There was no time to wait for a transition. She opened her mouth and prepared to blurt something out, something inappropriate and apropos of nothing—I knew your daughter when she was a dope fiend, maybe—when a pounding on the gate stopped her. Then a wailing. Someone was wailing her name.
Yvonne Borneo perked up so markedly her neck seemed to lengthen an inch. “Do you need to see to that?” she said.
Cora excused herself and went to the back gate. It was DJ, a regular client who had come to the door and screamed for her plenty of times before, but never when anyone important was present. Cora had once lanced a six-inch-long abscess on DJ’s arm—she’d measured it—and when the clinic doctor pared away the necrotized tissue, bone showed through. DJ had started coming to the women’s center at nineteen, freshly emancipated from foster care, clearly bipolar, and Cora had been trying to get her to see Sonia for seven years. She was twenty-six now and looked at least forty.

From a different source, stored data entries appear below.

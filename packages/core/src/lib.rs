//! Hierarchy Store Core
//!
//! This crate provides the in-memory forest of uniquely identified nodes and the
//! line-oriented JSON protocol used to drive it over stdin/stdout.
//!
//! # Architecture
//!
//! - **Explicit store**: the forest is owned by a `HierarchyStore` value, never a global
//! - **Permissive parents**: a `parent_id` may point at a node that does not exist yet
//! - **Insertion order**: queries enumerate nodes in the order they were added
//! - **One line, one command**: every request line yields exactly one response line
//!
//! # Modules
//!
//! - [`models`] - Data structures (Node, ValidationError)
//! - [`services`] - The hierarchy store, its query type and errors
//! - [`protocol`] - Request/response types, dispatcher and stdio server loop
//! - [`config`] - Runtime configuration loaded from the environment

pub mod config;
pub mod models;
pub mod protocol;
pub mod services;

// Re-export commonly used types
pub use config::ServerConfig;
pub use models::*;
pub use services::*;
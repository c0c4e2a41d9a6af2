//! Line Transport
//!
//! Newline-delimited framing on top of any async byte stream. The request
//! side is pull-based: callers ask for the next decoded request and get
//! `None` once the input is closed.
//!
//! Lines are read as raw bytes and decoded here, so a line that is not valid
//! UTF-8 becomes a protocol error for that line instead of an I/O error that
//! would end the session. Surrounding whitespace, including the `\r` of a
//! CRLF line ending, is ignored.

use crate::protocol::types::{ProtocolError, Request, Response};
use tokio::io::{AsyncBufRead, AsyncBufReadExt, AsyncWrite, AsyncWriteExt, BufWriter};
use tracing::debug;

/// Lazily decodes one request per input line
pub struct RequestStream<R> {
    reader: R,

    /// Raw bytes of the line being decoded, reused between reads
    buffer: Vec<u8>,
}

impl<R: AsyncBufRead + Unpin> RequestStream<R> {
    pub fn new(reader: R) -> Self {
        Self {
            reader,
            buffer: Vec::new(),
        }
    }

    /// Next request, `Ok(None)` at end of input
    ///
    /// Blank lines are skipped. A line that cannot be decoded yields
    /// `Some(Err(..))` so the caller can answer it and keep reading.
    pub async fn next_request(
        &mut self,
    ) -> std::io::Result<Option<Result<Request, ProtocolError>>> {
        loop {
            self.buffer.clear();
            if self.reader.read_until(b'\n', &mut self.buffer).await? == 0 {
                return Ok(None);
            }

            let line = match std::str::from_utf8(&self.buffer) {
                Ok(line) => line.trim(),
                Err(e) => return Ok(Some(Err(ProtocolError::InvalidUtf8(e.to_string())))),
            };
            if line.is_empty() {
                continue;
            }

            debug!("📥 Request: {}", line);
            return Ok(Some(Request::parse(line)));
        }
    }
}

/// Writes one response per line, flushing after each
pub struct ResponseSink<W: AsyncWrite + Unpin> {
    writer: BufWriter<W>,
}

impl<W: AsyncWrite + Unpin> ResponseSink<W> {
    pub fn new(writer: W) -> Self {
        Self {
            writer: BufWriter::new(writer),
        }
    }

    /// Write a response line and flush it
    pub async fn send(&mut self, response: &Response) -> std::io::Result<()> {
        let line = response.to_line();
        debug!("📤 Response: {}", line);

        self.writer.write_all(line.as_bytes()).await?;
        self.writer.write_all(b"\n").await?;
        self.writer.flush().await
    }

    pub fn into_inner(self) -> W {
        self.writer.into_inner()
    }
}
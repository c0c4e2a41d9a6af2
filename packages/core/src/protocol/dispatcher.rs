//! Request Dispatcher
//!
//! Routes decoded requests to their handlers and turns every outcome,
//! success or failure, into exactly one [`Response`].

use crate::protocol::handlers::nodes;
use crate::protocol::types::{ProtocolError, Request, Response, ResponseError, ADD_NODE, QUERY};
use crate::services::HierarchyStore;
use tracing::{debug, instrument, warn};

/// Owns the hierarchy store and answers requests against it
#[derive(Debug, Default)]
pub struct Dispatcher {
    store: HierarchyStore,
}

impl Dispatcher {
    pub fn new(store: HierarchyStore) -> Self {
        Self { store }
    }

    /// Read access to the underlying store
    pub fn store(&self) -> &HierarchyStore {
        &self.store
    }

    pub fn into_store(self) -> HierarchyStore {
        self.store
    }

    /// Decode and handle a single request line
    pub fn handle_line(&mut self, line: &str) -> Response {
        match Request::parse(line) {
            Ok(request) => self.handle_request(request),
            Err(error) => self.reject(error),
        }
    }

    /// Handle a decoded request
    #[instrument(skip(self, request), fields(command = %request.command))]
    pub fn handle_request(&mut self, request: Request) -> Response {
        let command = request.command.as_str();
        let result = match command {
            ADD_NODE => nodes::handle_add_node(&mut self.store, request.params),
            QUERY => nodes::handle_query(&self.store, request.params),
            _ => return self.reject(ProtocolError::UnknownCommand(command.to_string())),
        };

        match result {
            Ok(payload) => {
                debug!("✅ {} succeeded", command);
                Response::success(command, payload)
            }
            Err(error) => {
                warn!("❌ {} failed: {}", command, error.message);
                Response::failure(command, error)
            }
        }
    }

    /// Response for a line that never reached a handler
    pub fn reject(&self, error: ProtocolError) -> Response {
        warn!("❌ Rejected request: {}", error);
        Response::protocol_error(ResponseError::from(error))
    }
}
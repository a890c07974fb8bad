//! Colors driven by the ambient sensors
//!
//! The magnetic field tints the ball and ambient light picks the surface
//! background. Drawing is the renderer's job; this only classifies readings.

use serde::{Deserialize, Serialize};

/// Ball color bands by magnetic field strength (µT)
#[derive(Debug, Clone, Copy, PartialEq, Eq, Serialize, Deserialize, Default)]
pub enum BallTint {
    #[default]
    Lime,
    Rose,
    Orchid,
    Violet,
}

impl BallTint {
    pub fn from_magnetic_field(magnitude: f64) -> Self {
        if magnitude <= 100.0 {
            BallTint::Lime
        } else if magnitude <= 200.0 {
            BallTint::Rose
        } else if magnitude <= 300.0 {
            BallTint::Orchid
        } else {
            BallTint::Violet
        }
    }

    /// 0xRRGGBB
    pub fn rgb(&self) -> u32 {
        match self {
            BallTint::Lime => 0x66ff33,
            BallTint::Rose => 0xff0066,
            BallTint::Orchid => 0xff66ff,
            BallTint::Violet => 0x9900ff,
        }
    }
}

/// Surface background bands by ambient light (lux)
#[derive(Debug, Clone, Copy, PartialEq, Eq, Serialize, Deserialize, Default)]
pub enum SurfaceTint {
    Gray,
    Blue,
    #[default]
    Cyan,
    Yellow,
}

impl SurfaceTint {
    pub fn from_luminosity(lux: f32) -> Self {
        if lux <= 100.0 {
            SurfaceTint::Gray
        } else if lux <= 200.0 {
            SurfaceTint::Blue
        } else if lux <= 290.0 {
            SurfaceTint::Cyan
        } else {
            SurfaceTint::Yellow
        }
    }

    pub fn rgb(&self) -> u32 {
        match self {
            SurfaceTint::Gray => 0x888888,
            SurfaceTint::Blue => 0x0000ff,
            SurfaceTint::Cyan => 0x00ffff,
            SurfaceTint::Yellow => 0xffff00,
        }
    }
}
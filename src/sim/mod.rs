//! Deterministic simulation module
//!
//! All gameplay logic lives here. This module must stay pure and deterministic:
//! - One tick per sensor sample, no wall clock
//! - Stable iteration order (tile insertion order)
//! - No rendering or platform dependencies

pub mod ball;
pub mod collision;
pub mod engine;
pub mod motion;
pub mod rect;
pub mod session;
pub mod tile;

pub use ball::Ball;
pub use collision::{Outcome, first_hit, scan_tiles};
pub use engine::{LabyrinthEngine, TiltSample};
pub use motion::{ShakeMonitor, ShakeReading};
pub use rect::Aabb;
pub use session::{Session, SessionConfig, SessionPhase, TickReport};
pub use tile::{Tile, TileKind};
//! Axis-aligned box geometry for tiles and the ball
//!
//! Surface coordinates: x grows right, y grows down, so `top < bottom`.

use glam::Vec2;
use serde::{Deserialize, Serialize};

/// An axis-aligned box in surface space
#[derive(Debug, Clone, Copy, PartialEq, Serialize, Deserialize)]
pub struct Aabb {
    /// Top-left corner
    pub min: Vec2,
    /// Bottom-right corner
    pub max: Vec2,
}

impl Aabb {
    pub fn new(min: Vec2, max: Vec2) -> Self {
        Self { min, max }
    }

    /// Box of half-extent `radius` around `center`
    pub fn around(center: Vec2, radius: f32) -> Self {
        let half = Vec2::splat(radius);
        Self {
            min: center - half,
            max: center + half,
        }
    }

    /// Box covering grid cell (col, row) of a square grid
    pub fn cell(col: u32, row: u32, tile_size: f32) -> Self {
        let min = Vec2::new(col as f32 * tile_size, row as f32 * tile_size);
        let max = Vec2::new(
            (col as f32 + 1.0) * tile_size,
            (row as f32 + 1.0) * tile_size,
        );
        Self { min, max }
    }

    #[inline]
    pub fn left(&self) -> f32 {
        self.min.x
    }

    #[inline]
    pub fn top(&self) -> f32 {
        self.min.y
    }

    #[inline]
    pub fn right(&self) -> f32 {
        self.max.x
    }

    #[inline]
    pub fn bottom(&self) -> f32 {
        self.max.y
    }

    pub fn center(&self) -> Vec2 {
        (self.min + self.max) * 0.5
    }

    pub fn size(&self) -> Vec2 {
        self.max - self.min
    }

    /// Strict overlap test. Boxes that only share an edge do not intersect.
    #[inline]
    pub fn intersects(&self, other: &Aabb) -> bool {
        self.left() < other.right()
            && self.right() > other.left()
            && self.top() < other.bottom()
            && self.bottom() > other.top()
    }
}
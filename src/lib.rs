//! Tilt Labyrinth - a tilt-controlled ball maze
//!
//! Core modules:
//! - `sim`: Deterministic simulation (ball integrator, tile collisions, session state)
//! - `levels`: Declarative level data and validation
//! - `settings`: Data-driven tuning and display configuration
//! - `ambient`: Tint mapping for the magnetic and light sensors
//! - `snapshot`: Read-only ball state for a render loop

pub mod ambient;
pub mod error;
pub mod levels;
pub mod settings;
pub mod sim;
pub mod snapshot;

pub use error::{LevelError, SessionError, SettingsError};
pub use levels::{LevelSpec, TileSpec};
pub use settings::Settings;

/// Game configuration constants
pub mod consts {
    /// Maximum speed of the ball along either axis (pixels per tick)
    pub const MAX_SPEED: f32 = 4.0;
    /// Divides raw tilt before it is added to velocity
    pub const COMPENSATOR: f32 = 8.0;
    /// Velocity divisor applied on a wall bounce
    pub const REBOUND: f32 = 1.75;

    /// Screen pixels not available to the playing surface (status/action bars)
    pub const RESERVED_HEIGHT: u32 = 143;
    /// Playing surface height expressed in ball radii
    pub const SURFACE_RATIO: u32 = 25;

    /// Standard gravity, resting magnitude of the accelerometer (m/s²)
    pub const GRAVITY_EARTH: f64 = 9.806_65;
    /// Samples per shake measurement window
    pub const SHAKE_WINDOW: u32 = 50;
    /// Average jerk above which the device counts as shaking
    pub const SHAKE_LIMIT: f64 = 0.3;
}

/// Magnitude of a raw three-axis sensor reading
#[inline]
pub fn field_magnitude(x: f32, y: f32, z: f32) -> f64 {
    let (x, y, z) = (x as f64, y as f64, z as f64);
    (x * x + y * y + z * z).sqrt()
}

//! Level session state machine
//!
//! Wraps the engine with the phase bookkeeping a driver needs: ticks are only
//! delegated while running, a hole or end hit parks the session until the
//! driver resets or advances, and the campaign position is explicit state.

use serde::{Deserialize, Serialize};

use super::collision::Outcome;
use super::engine::{LabyrinthEngine, TiltSample};
use super::motion::{ShakeMonitor, ShakeReading};
use crate::levels::{self, LevelSpec};
use crate::settings::{PhysicsTuning, Settings, ShakeConfig};
use crate::snapshot::{BallSnapshot, SnapshotCell};
use crate::{LevelError, SessionError};

/// Current phase of a session
#[derive(Debug, Clone, Copy, PartialEq, Eq, Serialize, Deserialize)]
pub enum SessionPhase {
    /// Ball on the start tile, not accepting tilt
    Ready,
    /// Accepting tilt ticks
    Running,
    /// Driver stopped the sensor stream mid-level
    Paused,
    /// Ball fell in a hole
    Failed,
    /// Ball reached the end tile
    Succeeded,
    /// Last campaign level won
    Completed,
}

/// Per-session configuration, fixed once the session starts
#[derive(Debug, Clone)]
pub struct SessionConfig {
    /// Ball radius in pixels; tiles are twice this
    pub radius: f32,
    pub physics: PhysicsTuning,
    pub shake: ShakeConfig,
}

impl SessionConfig {
    /// Derive the radius from the device screen height
    pub fn from_settings(settings: &Settings, screen_height: u32) -> Self {
        Self {
            radius: settings.display.radius_for_screen_height(screen_height),
            physics: settings.physics,
            shake: settings.shake,
        }
    }
}

/// What a single tick produced
#[derive(Debug, Clone, Copy, PartialEq, Default)]
pub struct TickReport {
    /// `None` if the session wasn't running and the tick was dropped
    pub outcome: Option<Outcome>,
    /// Set when a shake window completed on this tick
    pub shake: Option<ShakeReading>,
}

pub struct Session {
    engine: LabyrinthEngine,
    phase: SessionPhase,
    levels: Vec<LevelSpec>,
    /// Position in `levels`
    level_index: usize,
    shake: ShakeMonitor,
    snapshot: SnapshotCell,
}

impl Session {
    /// Start a session on the first of `levels`
    pub fn new(config: SessionConfig, levels: Vec<LevelSpec>) -> Result<Self, SessionError> {
        let first = levels.first().ok_or(SessionError::EmptyCampaign)?;
        for level in &levels {
            level.validate()?;
        }

        let mut engine = LabyrinthEngine::new(config.radius, config.physics);
        engine.load_level(first)?;
        let snapshot = SnapshotCell::new(BallSnapshot::from(engine.ball()));

        Ok(Self {
            engine,
            phase: SessionPhase::Ready,
            levels,
            level_index: 0,
            shake: ShakeMonitor::new(config.shake),
            snapshot,
        })
    }

    /// Session over the built-in campaign listed in the settings
    pub fn from_settings(settings: &Settings, screen_height: u32) -> Result<Self, SessionError> {
        let levels = settings
            .campaign
            .iter()
            .map(|&i| levels::builtin(i))
            .collect::<Result<Vec<_>, LevelError>>()?;
        Self::new(SessionConfig::from_settings(settings, screen_height), levels)
    }

    /// Surface geometry became known
    pub fn set_surface(&mut self, width: u32, height: u32) {
        self.engine.set_surface(width, height);
        self.publish();
    }

    /// Begin (or continue) accepting tilt ticks
    pub fn start(&mut self) -> Result<(), SessionError> {
        match self.phase {
            SessionPhase::Ready | SessionPhase::Paused => {
                self.phase = SessionPhase::Running;
                Ok(())
            }
            phase => Err(SessionError::InvalidTransition {
                action: "start",
                phase,
            }),
        }
    }

    pub fn resume(&mut self) -> Result<(), SessionError> {
        self.start()
    }

    /// Stop accepting ticks; only meaningful while running
    pub fn stop(&mut self) {
        if self.phase == SessionPhase::Running {
            self.phase = SessionPhase::Paused;
        }
    }

    /// Put the ball back on the start tile and wait for `start`
    pub fn reset(&mut self) -> Result<(), SessionError> {
        if self.phase == SessionPhase::Completed {
            return Err(SessionError::InvalidTransition {
                action: "reset",
                phase: self.phase,
            });
        }
        self.engine.reset();
        self.shake.clear();
        self.phase = SessionPhase::Ready;
        self.publish();
        Ok(())
    }

    /// Move on from a finished level
    ///
    /// Loads the next level and resumes running, or completes the campaign if
    /// there is none.
    pub fn advance(&mut self) -> Result<SessionPhase, SessionError> {
        if !matches!(self.phase, SessionPhase::Failed | SessionPhase::Succeeded) {
            return Err(SessionError::InvalidTransition {
                action: "advance",
                phase: self.phase,
            });
        }

        let next = self.level_index + 1;
        let Some(spec) = self.levels.get(next) else {
            log::info!("Campaign complete after {} levels", self.levels.len());
            self.phase = SessionPhase::Completed;
            return Ok(self.phase);
        };

        self.engine.load_level(spec)?;
        self.engine.reset();
        self.shake.clear();
        self.level_index = next;
        self.phase = SessionPhase::Running;
        self.publish();
        Ok(self.phase)
    }

    /// Back to the first level, ready to start
    pub fn restart_campaign(&mut self) -> Result<(), SessionError> {
        let first = self.levels.first().ok_or(SessionError::EmptyCampaign)?;
        self.engine.load_level(first)?;
        self.engine.reset();
        self.shake.clear();
        self.level_index = 0;
        self.phase = SessionPhase::Ready;
        self.publish();
        Ok(())
    }

    /// Feed one sensor sample
    pub fn on_tilt(&mut self, sample: TiltSample) -> TickReport {
        if self.phase != SessionPhase::Running {
            return TickReport::default();
        }

        let outcome = self.engine.on_tilt(sample);
        let shake = if sample.is_finite() {
            self.shake.push(sample.x, sample.y, sample.z)
        } else {
            None
        };
        if let Some(reading) = shake.filter(|r| r.shaking) {
            log::info!("Device shaking (avg jerk {:.2})", reading.average);
        }

        match outcome {
            Outcome::Failed => self.phase = SessionPhase::Failed,
            Outcome::Succeeded => self.phase = SessionPhase::Succeeded,
            Outcome::Continue => {}
        }
        self.publish();

        TickReport {
            outcome: Some(outcome),
            shake,
        }
    }

    fn publish(&self) {
        self.snapshot.publish(BallSnapshot::from(self.engine.ball()));
    }

    /// Handle for a render loop
    pub fn snapshot(&self) -> SnapshotCell {
        self.snapshot.clone()
    }

    pub fn phase(&self) -> SessionPhase {
        self.phase
    }

    /// Position in the campaign (0-based)
    pub fn level_index(&self) -> usize {
        self.level_index
    }

    pub fn level_count(&self) -> usize {
        self.levels.len()
    }

    pub fn engine(&self) -> &LabyrinthEngine {
        &self.engine
    }
}

#[cfg(test)]
mod tests {
    use super::*;
    use crate::levels::TileSpec;
    use crate::sim::TileKind;
    use glam::Vec2;

    fn config() -> SessionConfig {
        SessionConfig {
            radius: 10.0,
            physics: PhysicsTuning::default(),
            shake: ShakeConfig::default(),
        }
    }

    /// END listed before START on the same cell: first tick wins
    fn instant_win(name: &str) -> LevelSpec {
        LevelSpec::new(
            name,
            vec![
                TileSpec::new(TileKind::End, 2, 2),
                TileSpec::new(TileKind::Start, 2, 2),
            ],
        )
    }

    fn trap() -> LevelSpec {
        LevelSpec::new(
            "trap",
            vec![
                TileSpec::new(TileKind::Hole, 2, 2),
                TileSpec::new(TileKind::Start, 2, 2),
                TileSpec::new(TileKind::End, 9, 9),
            ],
        )
    }

    fn open(name: &str) -> LevelSpec {
        LevelSpec::new(
            name,
            vec![
                TileSpec::new(TileKind::Start, 2, 2),
                TileSpec::new(TileKind::End, 9, 9),
            ],
        )
    }

    fn session(levels: Vec<LevelSpec>) -> Session {
        let mut session = Session::new(config(), levels).unwrap();
        session.set_surface(400, 400);
        session
    }

    fn tilt() -> TiltSample {
        TiltSample::new(1.0, 1.0, 9.8)
    }

    #[test]
    fn test_empty_campaign_rejected() {
        assert!(matches!(
            Session::new(config(), Vec::new()),
            Err(SessionError::EmptyCampaign)
        ));
    }

    #[test]
    fn test_invalid_level_rejected_up_front() {
        let bad = LevelSpec::new("bad", vec![TileSpec::new(TileKind::Start, 1, 1)]);
        assert!(matches!(
            Session::new(config(), vec![open("a"), bad]),
            Err(SessionError::Level(LevelError::InvalidLevelSpec { .. }))
        ));
    }

    #[test]
    fn test_ticks_dropped_until_started() {
        let mut s = session(vec![open("a")]);
        assert_eq!(s.phase(), SessionPhase::Ready);

        let report = s.on_tilt(tilt());
        assert_eq!(report.outcome, None);
        assert_eq!(s.engine().velocity(), Vec2::ZERO);

        s.start().unwrap();
        assert_eq!(s.on_tilt(tilt()).outcome, Some(Outcome::Continue));
        assert_ne!(s.engine().velocity(), Vec2::ZERO);
    }

    #[test]
    fn test_stop_and_resume() {
        let mut s = session(vec![open("a")]);
        s.start().unwrap();
        s.stop();
        assert_eq!(s.phase(), SessionPhase::Paused);
        assert_eq!(s.on_tilt(tilt()).outcome, None);

        s.resume().unwrap();
        assert_eq!(s.phase(), SessionPhase::Running);
    }

    #[test]
    fn test_hole_fails_and_suppresses_ticks() {
        let mut s = session(vec![trap()]);
        s.start().unwrap();

        assert_eq!(s.on_tilt(tilt()).outcome, Some(Outcome::Failed));
        assert_eq!(s.phase(), SessionPhase::Failed);

        let pos = s.engine().position();
        assert_eq!(s.on_tilt(tilt()).outcome, None);
        assert_eq!(s.engine().position(), pos);
        assert!(s.start().is_err());
    }

    #[test]
    fn test_reset_after_failure() {
        let mut s = session(vec![trap()]);
        s.start().unwrap();
        s.on_tilt(tilt());

        s.reset().unwrap();
        assert_eq!(s.phase(), SessionPhase::Ready);
        assert_eq!(s.engine().position(), Vec2::new(50.0, 50.0));
        assert_eq!(s.engine().velocity(), Vec2::ZERO);
        s.start().unwrap();
    }

    #[test]
    fn test_advance_through_campaign() {
        let mut s = session(vec![instant_win("one"), instant_win("two")]);
        assert!(s.advance().is_err());

        s.start().unwrap();
        assert_eq!(s.on_tilt(tilt()).outcome, Some(Outcome::Succeeded));
        assert_eq!(s.phase(), SessionPhase::Succeeded);

        assert_eq!(s.advance().unwrap(), SessionPhase::Running);
        assert_eq!(s.level_index(), 1);
        assert_eq!(s.engine().level_name(), Some("two"));
        assert_eq!(s.engine().velocity(), Vec2::ZERO);

        assert_eq!(s.on_tilt(tilt()).outcome, Some(Outcome::Succeeded));
        assert_eq!(s.advance().unwrap(), SessionPhase::Completed);
        assert_eq!(s.on_tilt(tilt()).outcome, None);
        assert!(s.reset().is_err());

        s.restart_campaign().unwrap();
        assert_eq!(s.phase(), SessionPhase::Ready);
        assert_eq!(s.level_index(), 0);
        assert_eq!(s.engine().level_name(), Some("one"));
    }

    #[test]
    fn test_snapshot_follows_ticks() {
        let mut s = session(vec![open("a")]);
        let reader = s.snapshot();
        assert_eq!(reader.read().position, Vec2::new(50.0, 50.0));

        s.start().unwrap();
        s.on_tilt(TiltSample::new(8.0, 0.0, 9.8));
        assert_eq!(reader.read().position, s.engine().position());
        assert_eq!(reader.read().position, Vec2::new(50.0, 51.0));

        s.reset().unwrap();
        assert_eq!(reader.read().position, Vec2::new(50.0, 50.0));
    }

    #[test]
    fn test_shake_reading_reported() {
        let mut cfg = config();
        cfg.shake.window = 4;
        let mut s = Session::new(cfg, vec![open("a")]).unwrap();
        s.set_surface(400, 400);
        s.start().unwrap();

        let reports: Vec<_> = (0..4)
            .map(|i| {
                let z = if i % 2 == 0 { 25.0 } else { 1.0 };
                s.on_tilt(TiltSample::new(0.0, 0.0, z))
            })
            .collect();

        assert!(reports[..3].iter().all(|r| r.shake.is_none()));
        assert!(reports[3].shake.unwrap().shaking);
    }

    #[test]
    fn test_from_settings_builtin_campaign() {
        let settings = Settings::default();
        let s = Session::from_settings(&settings, 643).unwrap();
        assert_eq!(s.level_count(), 3);
        assert_eq!(s.engine().radius(), 20.0);
        assert_eq!(s.engine().level_name(), Some("Corridors"));
        // START (2,2) with 40px tiles
        assert_eq!(s.engine().position(), Vec2::new(100.0, 100.0));
    }

    #[test]
    fn test_from_settings_unknown_level() {
        let mut settings = Settings::default();
        settings.campaign = vec![1, 42];
        assert!(matches!(
            Session::from_settings(&settings, 643),
            Err(SessionError::Level(LevelError::UnknownLevel(42)))
        ));
    }
}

Today she looked worse than usual, in army pants held together with safety pins and a filthy tank top that revealed the caverns of scar tissue on her arms, the bulging sternum that seemed to twang fiercely under her skin like outraged tuning forks. When she saw Cora, DJ thrust both arms through the bars of the gate, like a prisoner in stocks, and wept.
“You came to see me when no one else did,” she sobbed.
“Okay, DJ,” Cora said. “Okay.”
DJ did this a lot: went back and forth in time. She was talking about when she’d been stabbed by a john two years before and Cora had been the only one to stay with her at SF General, eventually securing her a semiprivate room and making the nurse give her painkillers. “Yeah, she’s an addict,” she had snapped at the young woman on duty. “It still hurts when she gets stabbed.”